Una simple mirada a nuestros procesos revolucionarios nos muestra a los jóvenes Martí, Maceo, Guiteras, Villena, Mella, José Antonio Echeverría, el Che, Raúl, Fidel… conduciendo destinos en pos del país que primero el colonialismo y luego el neocolonialismo nos había arrebatado y ahora el imperialismo se niega a dejar en paz. Me preocupa mucho que en esta Cuba que trabaja por la renovación de su proyecto de sociedad se observe la asimetría etaria de un sectorcillo de capital privado que se traga, en competencia desleal, lo que el estado prepara gratuitamente para la concreción de sus nobles y abarcadores objetivos.
La coyuntura que vivimos es sumamente difícil, con duras y enrevesadas perspectivas de mejoría, pero las esencias prevalecen; no me parece procedente que lo coyuntural sepulte lo esencial.
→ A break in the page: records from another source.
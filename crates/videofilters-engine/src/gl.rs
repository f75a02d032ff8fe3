//! GL seam.
//!
//! The render loop talks to the GPU only through [`GlBackend`]. The real
//! implementation is [`GlowBackend`] (GLES 2.0 / WebGL1 via `glow`); tests use
//! a recording mock.

use std::cell::Cell;
use std::marker::PhantomData;
use std::rc::Rc;

use glow::HasContext;

use crate::error::EngineError;

#[derive(Debug, Clone, Copy, PartialEq, Eq, Hash)]
pub enum ShaderStage {
    Vertex,
    Fragment,
}

impl ShaderStage {
    pub fn as_str(self) -> &'static str {
        match self {
            ShaderStage::Vertex => "Vertex",
            ShaderStage::Fragment => "Fragment",
        }
    }

    fn gl_enum(self) -> u32 {
        match self {
            ShaderStage::Vertex => glow::VERTEX_SHADER,
            ShaderStage::Fragment => glow::FRAGMENT_SHADER,
        }
    }
}

/// Full-screen quad as two triangles, clip space.
pub const QUAD_POSITIONS: [f32; 12] = [-1.0, -1.0, 1.0, -1.0, -1.0, 1.0, -1.0, 1.0, 1.0, -1.0, 1.0, 1.0];

/// Texture coordinates for [`QUAD_POSITIONS`], V flipped so row 0 of the frame is the top.
pub const QUAD_TEXCOORDS: [f32; 12] = [0.0, 1.0, 1.0, 1.0, 0.0, 0.0, 0.0, 0.0, 1.0, 1.0, 1.0, 0.0];

#[derive(Debug, Clone, Copy, PartialEq, Eq, Default)]
pub struct Viewport {
    pub x: i32,
    pub y: i32,
    pub width: i32,
    pub height: i32,
}

impl Viewport {
    pub fn full(width: u32, height: u32) -> Self {
        Self { x: 0, y: 0, width: width as i32, height: height as i32 }
    }
}

pub trait GlBackend {
    type Shader: Copy;
    type Program: Copy;
    type Buffer: Copy;
    type Texture: Copy;
    type UniformLocation: Clone;
    /// Whatever the host hands over as "the current video frame".
    type Frame: ?Sized;

    fn compile_shader(&mut self, stage: ShaderStage, src: &str) -> Result<Self::Shader, EngineError>;
    fn delete_shader(&mut self, shader: Self::Shader);

    /// Link `vs` + `fs`. Both shaders are detached and deleted whether or not
    /// linking succeeds; a failed program is deleted too.
    fn link_program(&mut self, vs: Self::Shader, fs: Self::Shader) -> Result<Self::Program, EngineError>;
    fn delete_program(&mut self, program: Self::Program);

    fn create_vertex_buffer(&mut self, data: &[f32]) -> Result<Self::Buffer, EngineError>;
    fn delete_buffer(&mut self, buffer: Self::Buffer);

    /// Point attribute `name` at `buffer` (`size` floats per vertex).
    /// Returns false if the program has no such attribute.
    fn bind_attribute(&mut self, program: Self::Program, name: &str, buffer: Self::Buffer, size: i32) -> bool;

    /// RGBA texture with clamp-to-edge wrapping and linear filtering.
    fn create_video_texture(&mut self) -> Result<Self::Texture, EngineError>;
    fn delete_texture(&mut self, texture: Self::Texture);
    fn upload_frame(&mut self, texture: Self::Texture, frame: &Self::Frame);

    fn uniform_location(&mut self, program: Self::Program, name: &str) -> Option<Self::UniformLocation>;
    fn use_program(&mut self, program: Self::Program);
    fn set_uniform_f32(&mut self, loc: &Self::UniformLocation, v: f32);
    fn set_uniform_vec2(&mut self, loc: &Self::UniformLocation, x: f32, y: f32);
    fn set_uniform_i32(&mut self, loc: &Self::UniformLocation, v: i32);

    /// Set the viewport, clear to transparent black and draw the 6-vertex quad.
    fn draw_quad(&mut self, viewport: Viewport);

    fn is_context_lost(&self) -> bool;
}

/// Tightly packed RGBA8 pixels, row 0 at the top.
#[derive(Debug, Clone, PartialEq)]
pub struct RgbaFrame {
    pub width: u32,
    pub height: u32,
    pub pixels: Vec<u8>,
}

impl RgbaFrame {
    pub fn new(width: u32, height: u32) -> Self {
        Self { width, height, pixels: vec![0; (width as usize) * (height as usize) * 4] }
    }
}

/// A frame type `glow` knows how to put into the currently bound texture.
pub trait GlowFrame {
    /// # Safety
    /// A `TEXTURE_2D` must be bound on `gl`.
    unsafe fn tex_image(&self, gl: &glow::Context);
}

impl GlowFrame for RgbaFrame {
    unsafe fn tex_image(&self, gl: &glow::Context) {
        gl.tex_image_2d(
            glow::TEXTURE_2D,
            0,
            glow::RGBA as i32,
            self.width as i32,
            self.height as i32,
            0,
            glow::RGBA,
            glow::UNSIGNED_BYTE,
            glow::PixelUnpackData::Slice(Some(&self.pixels)),
        );
    }
}

/// `glow` implementation. One backend per overlay canvas.
pub struct GlowBackend<F: GlowFrame + ?Sized> {
    gl: glow::Context,
    lost: Rc<Cell<bool>>,
    _frame: PhantomData<fn(&F)>,
}

impl<F: GlowFrame + ?Sized> GlowBackend<F> {
    pub fn new(gl: glow::Context) -> Self {
        Self { gl, lost: Rc::new(Cell::new(false)), _frame: PhantomData }
    }

    /// Shared flag the host flips when it observes a context-loss event.
    pub fn lost_flag(&self) -> Rc<Cell<bool>> {
        self.lost.clone()
    }

    pub fn context(&self) -> &glow::Context {
        &self.gl
    }
}

impl<F: GlowFrame + ?Sized> GlBackend for GlowBackend<F> {
    type Shader = <glow::Context as HasContext>::Shader;
    type Program = <glow::Context as HasContext>::Program;
    type Buffer = <glow::Context as HasContext>::Buffer;
    type Texture = <glow::Context as HasContext>::Texture;
    type UniformLocation = <glow::Context as HasContext>::UniformLocation;
    type Frame = F;

    fn compile_shader(&mut self, stage: ShaderStage, src: &str) -> Result<Self::Shader, EngineError> {
        let gl = &self.gl;
        unsafe {
            let sh = gl
                .create_shader(stage.gl_enum())
                .map_err(|e| EngineError::GpuResource { what: "shader", msg: e })?;
            gl.shader_source(sh, src);
            gl.compile_shader(sh);
            if !gl.get_shader_compile_status(sh) {
                let log = gl.get_shader_info_log(sh);
                gl.delete_shader(sh);
                return Err(EngineError::Compile { stage, log });
            }
            Ok(sh)
        }
    }

    fn delete_shader(&mut self, shader: Self::Shader) {
        unsafe { self.gl.delete_shader(shader) };
    }

    fn link_program(&mut self, vs: Self::Shader, fs: Self::Shader) -> Result<Self::Program, EngineError> {
        let gl = &self.gl;
        unsafe {
            let program = match gl.create_program() {
                Ok(p) => p,
                Err(e) => {
                    gl.delete_shader(vs);
                    gl.delete_shader(fs);
                    return Err(EngineError::GpuResource { what: "program", msg: e });
                }
            };
            gl.attach_shader(program, vs);
            gl.attach_shader(program, fs);
            gl.link_program(program);

            let linked = gl.get_program_link_status(program);
            let log = if linked { String::new() } else { gl.get_program_info_log(program) };

            gl.detach_shader(program, vs);
            gl.detach_shader(program, fs);
            gl.delete_shader(vs);
            gl.delete_shader(fs);

            if !linked {
                gl.delete_program(program);
                return Err(EngineError::Link { log });
            }
            Ok(program)
        }
    }

    fn delete_program(&mut self, program: Self::Program) {
        unsafe { self.gl.delete_program(program) };
    }

    fn create_vertex_buffer(&mut self, data: &[f32]) -> Result<Self::Buffer, EngineError> {
        let gl = &self.gl;
        unsafe {
            let buf = gl
                .create_buffer()
                .map_err(|e| EngineError::GpuResource { what: "buffer", msg: e })?;
            gl.bind_buffer(glow::ARRAY_BUFFER, Some(buf));
            gl.buffer_data_u8_slice(glow::ARRAY_BUFFER, bytemuck::cast_slice(data), glow::STATIC_DRAW);
            gl.bind_buffer(glow::ARRAY_BUFFER, None);
            Ok(buf)
        }
    }

    fn delete_buffer(&mut self, buffer: Self::Buffer) {
        unsafe { self.gl.delete_buffer(buffer) };
    }

    fn bind_attribute(&mut self, program: Self::Program, name: &str, buffer: Self::Buffer, size: i32) -> bool {
        let gl = &self.gl;
        unsafe {
            let Some(index) = gl.get_attrib_location(program, name) else {
                return false;
            };
            gl.bind_buffer(glow::ARRAY_BUFFER, Some(buffer));
            gl.enable_vertex_attrib_array(index);
            gl.vertex_attrib_pointer_f32(index, size, glow::FLOAT, false, 0, 0);
            true
        }
    }

    fn create_video_texture(&mut self) -> Result<Self::Texture, EngineError> {
        let gl = &self.gl;
        unsafe {
            let tex = gl
                .create_texture()
                .map_err(|e| EngineError::GpuResource { what: "texture", msg: e })?;
            gl.bind_texture(glow::TEXTURE_2D, Some(tex));
            gl.tex_parameter_i32(glow::TEXTURE_2D, glow::TEXTURE_WRAP_S, glow::CLAMP_TO_EDGE as i32);
            gl.tex_parameter_i32(glow::TEXTURE_2D, glow::TEXTURE_WRAP_T, glow::CLAMP_TO_EDGE as i32);
            gl.tex_parameter_i32(glow::TEXTURE_2D, glow::TEXTURE_MIN_FILTER, glow::LINEAR as i32);
            gl.tex_parameter_i32(glow::TEXTURE_2D, glow::TEXTURE_MAG_FILTER, glow::LINEAR as i32);
            Ok(tex)
        }
    }

    fn delete_texture(&mut self, texture: Self::Texture) {
        unsafe { self.gl.delete_texture(texture) };
    }

    fn upload_frame(&mut self, texture: Self::Texture, frame: &F) {
        let gl = &self.gl;
        unsafe {
            gl.active_texture(glow::TEXTURE0);
            gl.bind_texture(glow::TEXTURE_2D, Some(texture));
            frame.tex_image(gl);
        }
    }

    fn uniform_location(&mut self, program: Self::Program, name: &str) -> Option<Self::UniformLocation> {
        unsafe { self.gl.get_uniform_location(program, name) }
    }

    fn use_program(&mut self, program: Self::Program) {
        unsafe { self.gl.use_program(Some(program)) };
    }

    fn set_uniform_f32(&mut self, loc: &Self::UniformLocation, v: f32) {
        unsafe { self.gl.uniform_1_f32(Some(loc), v) };
    }

    fn set_uniform_vec2(&mut self, loc: &Self::UniformLocation, x: f32, y: f32) {
        unsafe { self.gl.uniform_2_f32(Some(loc), x, y) };
    }

    fn set_uniform_i32(&mut self, loc: &Self::UniformLocation, v: i32) {
        unsafe { self.gl.uniform_1_i32(Some(loc), v) };
    }

    fn draw_quad(&mut self, vp: Viewport) {
        let gl = &self.gl;
        unsafe {
            gl.viewport(vp.x, vp.y, vp.width, vp.height);
            gl.clear_color(0.0, 0.0, 0.0, 0.0);
            gl.clear(glow::COLOR_BUFFER_BIT);
            gl.draw_arrays(glow::TRIANGLES, 0, 6);
        }
    }

    fn is_context_lost(&self) -> bool {
        self.lost.get()
    }
}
No podemos permitirnos dormir sobre la imprevisibilidad de los giros históricos, porque en los últimos tiempos estos han venido siendo desfavorables casi en caída libre. Que nadie espere milagros. Pero se impone seguir intentándolo todo por salvar los destinos de la mayoría.
Considero, asimismo, que a los convencidos no hay que convencerlos, solo convocarlos con razones más profundas que épicas, aunque algo de esto último tengan nuestras convocatorias. Veo sus rostros y oigo sus palabras ahora mismo en la TV, trabajando en la recuperación tras los huracanes y el terremoto y algo positivo salta dentro de mí. Esos no necesitan el discurso enfático: nutrirlos con la cultura debe ser el empeño mayor. Pero oigo en la calle a otros —jóvenes y maduros también— a los que ya no sé si es posible extraer del individualismo globalizado en ascenso.
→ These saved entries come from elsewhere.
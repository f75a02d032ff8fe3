//! CSS `filter` property codec.

use std::sync::OnceLock;

use regex::Regex;
use serde::{Deserialize, Serialize};

/// Numeric state of every filter function the popup controls.
#[derive(Debug, Clone, Copy, PartialEq, Serialize, Deserialize)]
#[serde(rename_all = "camelCase")]
pub struct FilterState {
    pub blur: f64,
    pub brightness: f64,
    pub contrast: f64,
    pub grayscale: f64,
    pub hue_rotate: f64,
    pub invert: f64,
    pub opacity: f64,
    pub saturate: f64,
    pub sepia: f64,
}

impl Default for FilterState {
    fn default() -> Self {
        Self {
            blur: 0.0,
            brightness: 1.0,
            contrast: 1.0,
            grayscale: 0.0,
            hue_rotate: 0.0,
            invert: 0.0,
            opacity: 1.0,
            saturate: 1.0,
            sepia: 0.0,
        }
    }
}

#[derive(Debug, Clone, Copy, PartialEq, Eq, Hash)]
pub enum FilterField {
    Blur,
    Brightness,
    Contrast,
    Saturate,
    Invert,
    Sepia,
    Opacity,
    Grayscale,
    HueRotate,
}

impl FilterField {
    /// Serialization order of `to_css`.
    pub const ALL: [FilterField; 9] = [
        FilterField::Blur,
        FilterField::Brightness,
        FilterField::Contrast,
        FilterField::Saturate,
        FilterField::Invert,
        FilterField::Sepia,
        FilterField::Opacity,
        FilterField::Grayscale,
        FilterField::HueRotate,
    ];

    /// Settings key (`hueRotate`, ...).
    pub fn key(self) -> &'static str {
        match self {
            FilterField::Blur => "blur",
            FilterField::Brightness => "brightness",
            FilterField::Contrast => "contrast",
            FilterField::Saturate => "saturate",
            FilterField::Invert => "invert",
            FilterField::Sepia => "sepia",
            FilterField::Opacity => "opacity",
            FilterField::Grayscale => "grayscale",
            FilterField::HueRotate => "hueRotate",
        }
    }

    /// CSS function name (`hue-rotate`, ...).
    pub fn css_name(self) -> &'static str {
        match self {
            FilterField::HueRotate => "hue-rotate",
            other => other.key(),
        }
    }

    fn unit(self) -> &'static str {
        match self {
            FilterField::Blur => "px",
            FilterField::HueRotate => "deg",
            _ => "",
        }
    }

    /// Accepts either the settings key or the CSS name.
    pub fn from_name(name: &str) -> Option<Self> {
        Self::ALL
            .into_iter()
            .find(|f| f.key().eq_ignore_ascii_case(name) || f.css_name().eq_ignore_ascii_case(name))
    }
}

fn filter_fn_re() -> &'static Regex {
    static RE: OnceLock<Regex> = OnceLock::new();
    RE.get_or_init(|| Regex::new(r"([a-zA-Z-]+)\(([^)]*)\)").expect("valid filter function regex"))
}

fn opacity_re() -> &'static Regex {
    static RE: OnceLock<Regex> = OnceLock::new();
    RE.get_or_init(|| Regex::new(r"(?i)opacity\([^)]*\)").expect("valid opacity regex"))
}

fn parse_arg(arg: &str) -> Option<f64> {
    let arg = arg.trim();
    if let Some(pct) = arg.strip_suffix('%') {
        return pct.trim().parse::<f64>().ok().filter(|v| v.is_finite()).map(|v| v / 100.0);
    }
    let arg = arg
        .strip_suffix("px")
        .or_else(|| arg.strip_suffix("deg"))
        .unwrap_or(arg);
    arg.trim().parse::<f64>().ok().filter(|v| v.is_finite())
}

impl FilterState {
    /// Parse an inline `filter` value. Functions that are absent or whose
    /// argument does not parse keep their default.
    pub fn parse(css: &str) -> Self {
        let mut pf = Self::default();
        let mut seen = Vec::new();
        for cap in filter_fn_re().captures_iter(css) {
            let Some(field) = FilterField::ALL
                .into_iter()
                .find(|f| f.css_name().eq_ignore_ascii_case(&cap[1]))
            else {
                continue;
            };
            // first occurrence wins
            if seen.contains(&field) {
                continue;
            }
            seen.push(field);
            if let Some(v) = parse_arg(&cap[2]) {
                pf.set(field, v);
            }
        }
        pf
    }

    pub fn to_css(&self) -> String {
        FilterField::ALL
            .iter()
            .map(|f| format!("{}({}{})", f.css_name(), self.get(*f), f.unit()))
            .collect::<Vec<_>>()
            .join(" ")
    }

    pub fn get(&self, field: FilterField) -> f64 {
        match field {
            FilterField::Blur => self.blur,
            FilterField::Brightness => self.brightness,
            FilterField::Contrast => self.contrast,
            FilterField::Saturate => self.saturate,
            FilterField::Invert => self.invert,
            FilterField::Sepia => self.sepia,
            FilterField::Opacity => self.opacity,
            FilterField::Grayscale => self.grayscale,
            FilterField::HueRotate => self.hue_rotate,
        }
    }

    pub fn set(&mut self, field: FilterField, v: f64) {
        let slot = match field {
            FilterField::Blur => &mut self.blur,
            FilterField::Brightness => &mut self.brightness,
            FilterField::Contrast => &mut self.contrast,
            FilterField::Saturate => &mut self.saturate,
            FilterField::Invert => &mut self.invert,
            FilterField::Sepia => &mut self.sepia,
            FilterField::Opacity => &mut self.opacity,
            FilterField::Grayscale => &mut self.grayscale,
            FilterField::HueRotate => &mut self.hue_rotate,
        };
        *slot = v;
    }
}

/// Rewrite every `opacity(...)` component to `opacity(1)`.
pub fn with_opaque(css: &str) -> String {
    opacity_re().replace_all(css, "opacity(1)").into_owned()
}

#[cfg(test)]
mod tests {
    use super::*;

    #[test]
    fn default_serializes_in_fixed_order() {
        assert_eq!(
            FilterState::default().to_css(),
            "blur(0px) brightness(1) contrast(1) saturate(1) invert(0) sepia(0) opacity(1) grayscale(0) hue-rotate(0deg)"
        );
    }

    #[test]
    fn parse_handles_units_and_percentages() {
        let pf = FilterState::parse("brightness(150%) blur(4px) hue-rotate(90deg) sepia(0.25)");
        assert_eq!(pf.brightness, 1.5);
        assert_eq!(pf.blur, 4.0);
        assert_eq!(pf.hue_rotate, 90.0);
        assert_eq!(pf.sepia, 0.25);
        assert_eq!(pf.contrast, 1.0);
        assert_eq!(pf.opacity, 1.0);
    }

    #[test]
    fn empty_and_garbage_fall_back_to_defaults() {
        assert_eq!(FilterState::parse(""), FilterState::default());
        assert_eq!(FilterState::parse("none"), FilterState::default());
        let pf = FilterState::parse("contrast(abc) drop-shadow(1px 1px red) invert(1)");
        assert_eq!(pf.contrast, 1.0);
        assert_eq!(pf.invert, 1.0);
    }

    #[test]
    fn non_finite_arguments_keep_defaults() {
        let pf = FilterState::parse("brightness(inf%) contrast(NaN%) blur(infpx) saturate(-inf)");
        assert_eq!(pf, FilterState::default());
        assert!(pf.to_css().contains("brightness(1)"));
    }

    #[test]
    fn fractional_values_are_kept() {
        let pf = FilterState::parse("blur(2.5px) hue-rotate(12.5deg)");
        assert_eq!(pf.blur, 2.5);
        assert_eq!(pf.hue_rotate, 12.5);
    }

    #[test]
    fn serialize_parse_serialize_is_stable() {
        let samples = [
            FilterState::default(),
            FilterState {
                blur: 3.0,
                brightness: 1.35,
                contrast: 0.05,
                grayscale: 1.0,
                hue_rotate: 271.0,
                invert: 0.4,
                opacity: 0.0,
                saturate: 2.95,
                sepia: 0.15,
            },
            FilterState {
                blur: 16.0,
                brightness: 3.0,
                contrast: 3.0,
                grayscale: 0.55,
                hue_rotate: 360.0,
                invert: 1.0,
                opacity: 0.7,
                saturate: 0.0,
                sepia: 1.0,
            },
        ];
        for pf in samples {
            let once = pf.to_css();
            assert_eq!(FilterState::parse(&once).to_css(), once);
            assert_eq!(FilterState::parse(&once), pf);
        }
    }

    #[test]
    fn opacity_is_forced_to_one() {
        let css = "blur(0px) opacity(0.25) grayscale(0)";
        assert_eq!(with_opaque(css), "blur(0px) opacity(1) grayscale(0)");
        assert_eq!(with_opaque("OPACITY(30%)"), "opacity(1)");
        assert_eq!(with_opaque("blur(1px)"), "blur(1px)");
    }

    #[test]
    fn field_lookup_by_key_or_css_name() {
        assert_eq!(FilterField::from_name("hueRotate"), Some(FilterField::HueRotate));
        assert_eq!(FilterField::from_name("hue-rotate"), Some(FilterField::HueRotate));
        assert_eq!(FilterField::from_name("Blur"), Some(FilterField::Blur));
        assert_eq!(FilterField::from_name("saturation"), None);
    }
}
En el terreno de la cultura, particularmente, se hace difícil encontrar líderes en edad joven que asuman, desde la logística institucional, responsabilidades (la mayor dificultad: los salarios tan bajos). Asumirlo constituiría, más que un arrebato romántico —aunque algo de eso debe haber— la convicción profunda de que el destino de nuestra Patria y de nuestra gente tiene que estar ligado a esa lógica; su opuesto, bien debíamos saberlo, sería dejarnos tragar mansamente por la gravedad de un mercado, de corte neoliberal (por fuerte que parezca el término) que con lenguaje e imagen impostadas se va imponiendo a contrapelo de regulaciones y disposiciones administrativas con fuerza de ley o no.
Es imprescindible contar con la juventud. Paremos el repliegue de tantos que, diciendo: “me voy pa’ mi casa” le escurren el bulto a lo que el país convoca para hacer, desde la cultura, la contracultura del culto a la riqueza material obtenida a cualquier precio (Tomado de La Jiribilla).